It didn’t work. On May 31, 1942 not one, but three Japanese midget subs crossed the loops. And nobody noticed. They were all dismissed as false positives.  So the subs went on their merry way and blew up stuff.

Sunday evening, 31 May 1942, was dark and cloudy with the first layers of detection being the outer and inner indicator loops at the Heads, although the first mentioned was out of action. A flotilla of five large Japanese submarines off Broken Bay released three midget submarines. The signature of an inward crossing was recorded on an indicator loop at 2000. It was made by Midget No. 27 (from I-27) but at the time, owing to ferry and other traffic over the loops, its significance was not recognised.

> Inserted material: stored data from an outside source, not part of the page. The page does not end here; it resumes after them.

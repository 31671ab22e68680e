//! Memory configuration: trait and env-based implementation.

use anyhow::Result;
use std::env;
use std::path::{Path, PathBuf};

pub const DEFAULT_MEMORY_DIR: &str = "./agent_workspace/memory";
pub const DEFAULT_DB_FILE: &str = "memory.db";
pub const DEFAULT_INDEX_FILE: &str = "faiss.index";
pub const DEFAULT_RECENT_LIMIT: usize = 5;
pub const DEFAULT_TOP_K: usize = 3;

/// Storage layout and retrieval defaults for the conversation memory.
pub trait MemoryConfig: Send + Sync {
    /// Working directory holding the database and index files.
    fn memory_dir(&self) -> &Path;
    fn db_file(&self) -> &str;
    fn index_file(&self) -> &str;
    /// Default short-term window size.
    fn recent_limit(&self) -> usize;
    /// Default number of cross-session turns to recall.
    fn relevant_top_k(&self) -> usize;
    /// Keep widening the candidate search until `top_k` cross-session turns are
    /// found or the index is exhausted, instead of a single 2x over-fetch.
    fn exhaustive_recall(&self) -> bool;

    fn db_path(&self) -> PathBuf {
        self.memory_dir().join(self.db_file())
    }
    fn index_path(&self) -> PathBuf {
        self.memory_dir().join(self.index_file())
    }
}

/// Memory config loaded from environment variables.
#[derive(Debug, Clone)]
pub struct EnvMemoryConfig {
    pub memory_dir: PathBuf,
    pub memory_db_file: String,
    pub memory_index_file: String,
    pub memory_recent_limit: usize,
    pub memory_relevant_top_k: usize,
    pub memory_exhaustive_recall: bool,
}

impl MemoryConfig for EnvMemoryConfig {
    fn memory_dir(&self) -> &Path {
        &self.memory_dir
    }
    fn db_file(&self) -> &str {
        &self.memory_db_file
    }
    fn index_file(&self) -> &str {
        &self.memory_index_file
    }
    fn recent_limit(&self) -> usize {
        self.memory_recent_limit
    }
    fn relevant_top_k(&self) -> usize {
        self.memory_relevant_top_k
    }
    fn exhaustive_recall(&self) -> bool {
        self.memory_exhaustive_recall
    }
}

impl EnvMemoryConfig {
    /// Defaults rooted at `dir`.
    pub fn new(dir: impl Into<PathBuf>) -> Self {
        Self {
            memory_dir: dir.into(),
            memory_db_file: DEFAULT_DB_FILE.to_string(),
            memory_index_file: DEFAULT_INDEX_FILE.to_string(),
            memory_recent_limit: DEFAULT_RECENT_LIMIT,
            memory_relevant_top_k: DEFAULT_TOP_K,
            memory_exhaustive_recall: false,
        }
    }

    /// Load from environment variables.
    pub fn from_env() -> Result<Self> {
        let memory_dir = env::var("MEMORY_DIR")
            .ok()
            .filter(|s| !s.trim().is_empty())
            .unwrap_or_else(|| DEFAULT_MEMORY_DIR.to_string());
        let memory_db_file =
            env::var("MEMORY_DB_FILE").unwrap_or_else(|_| DEFAULT_DB_FILE.to_string());
        let memory_index_file =
            env::var("MEMORY_INDEX_FILE").unwrap_or_else(|_| DEFAULT_INDEX_FILE.to_string());
        let memory_recent_limit = env::var("MEMORY_RECENT_LIMIT")
            .ok()
            .and_then(|s| s.parse().ok())
            .unwrap_or(DEFAULT_RECENT_LIMIT);
        let memory_relevant_top_k = env::var("MEMORY_RELEVANT_TOP_K")
            .ok()
            .and_then(|s| s.parse().ok())
            .unwrap_or(DEFAULT_TOP_K);
        let memory_exhaustive_recall = env::var("MEMORY_EXHAUSTIVE_RECALL")
            .ok()
            .and_then(|s| match s.to_lowercase().as_str() {
                "1" | "true" | "yes" => Some(true),
                _ => s.parse().ok(),
            })
            .unwrap_or(false);

        Ok(Self {
            memory_dir: PathBuf::from(memory_dir),
            memory_db_file,
            memory_index_file,
            memory_recent_limit,
            memory_relevant_top_k,
            memory_exhaustive_recall,
        })
    }

    /// Validate config: the two files must be distinct plain file names.
    pub fn validate(&self) -> Result<()> {
        for name in [&self.memory_db_file, &self.memory_index_file] {
            if name.trim().is_empty() || name.contains('/') || name.contains('\\') {
                anyhow::bail!("memory file name must be a plain file name, got {:?}", name);
            }
        }
        if self.memory_db_file == self.memory_index_file {
            anyhow::bail!("MEMORY_DB_FILE and MEMORY_INDEX_FILE must differ");
        }
        Ok(())
    }
}

#[cfg(test)]
mod tests {
    use super::*;
    use serial_test::serial;

    fn clear_env() {
        for key in [
            "MEMORY_DIR",
            "MEMORY_DB_FILE",
            "MEMORY_INDEX_FILE",
            "MEMORY_RECENT_LIMIT",
            "MEMORY_RELEVANT_TOP_K",
            "MEMORY_EXHAUSTIVE_RECALL",
        ] {
            env::remove_var(key);
        }
    }

    #[test]
    #[serial]
    fn test_from_env_defaults() {
        clear_env();
        let config = EnvMemoryConfig::from_env().unwrap();

        assert_eq!(config.memory_dir(), Path::new(DEFAULT_MEMORY_DIR));
        assert_eq!(config.db_path(), Path::new(DEFAULT_MEMORY_DIR).join("memory.db"));
        assert_eq!(config.index_path(), Path::new(DEFAULT_MEMORY_DIR).join("faiss.index"));
        assert_eq!(config.recent_limit(), 5);
        assert_eq!(config.relevant_top_k(), 3);
        assert!(!config.exhaustive_recall());
        assert!(config.validate().is_ok());
    }

    #[test]
    #[serial]
    fn test_from_env_overrides() {
        clear_env();
        env::set_var("MEMORY_DIR", "/tmp/turns");
        env::set_var("MEMORY_RECENT_LIMIT", "8");
        env::set_var("MEMORY_RELEVANT_TOP_K", "not-a-number");
        env::set_var("MEMORY_EXHAUSTIVE_RECALL", "yes");

        let config = EnvMemoryConfig::from_env().unwrap();
        assert_eq!(config.memory_dir(), Path::new("/tmp/turns"));
        assert_eq!(config.recent_limit(), 8);
        assert_eq!(config.relevant_top_k(), DEFAULT_TOP_K);
        assert!(config.exhaustive_recall());

        clear_env();
    }

    #[test]
    fn test_validate_rejects_bad_file_names() {
        let mut config = EnvMemoryConfig::new("/tmp/turns");
        config.memory_index_file = "memory.db".to_string();
        assert!(config.validate().is_err());

        let mut config = EnvMemoryConfig::new("/tmp/turns");
        config.memory_db_file = "../memory.db".to_string();
        assert!(config.validate().is_err());
    }
}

Fifteen minutes later a Maritime Services Board nightwatchman sighted a suspicious object caught in the anti-submarine net and investigated it in a skiff, before reporting it to the patrol boat NAP Yarroma at about 2130. Yarroma signalled to Sydney’s Naval Headquarters on Garden Island. ‘Object is submarine. Request permission to open fire’. Five minutes later demolition charges in Midget No. 27 were fired by its crew, destroying the craft. Meanwhile, at 2148, another inward crossing was recorded on theindicator loop (later identified as Midget No. 28 from I-24) again taken as of no special significance.

The subs sank the Manly Ferry, which had been converted into a kind naval auxiliary. Fortunately or unfortunately, the heavy cruiser USS Chicago was visiting in harbor. Nothing daunted the Chicago opened fire on the enemy — but it turned out to be Pinchgut Island, which took a number of five inch hits from Chicago.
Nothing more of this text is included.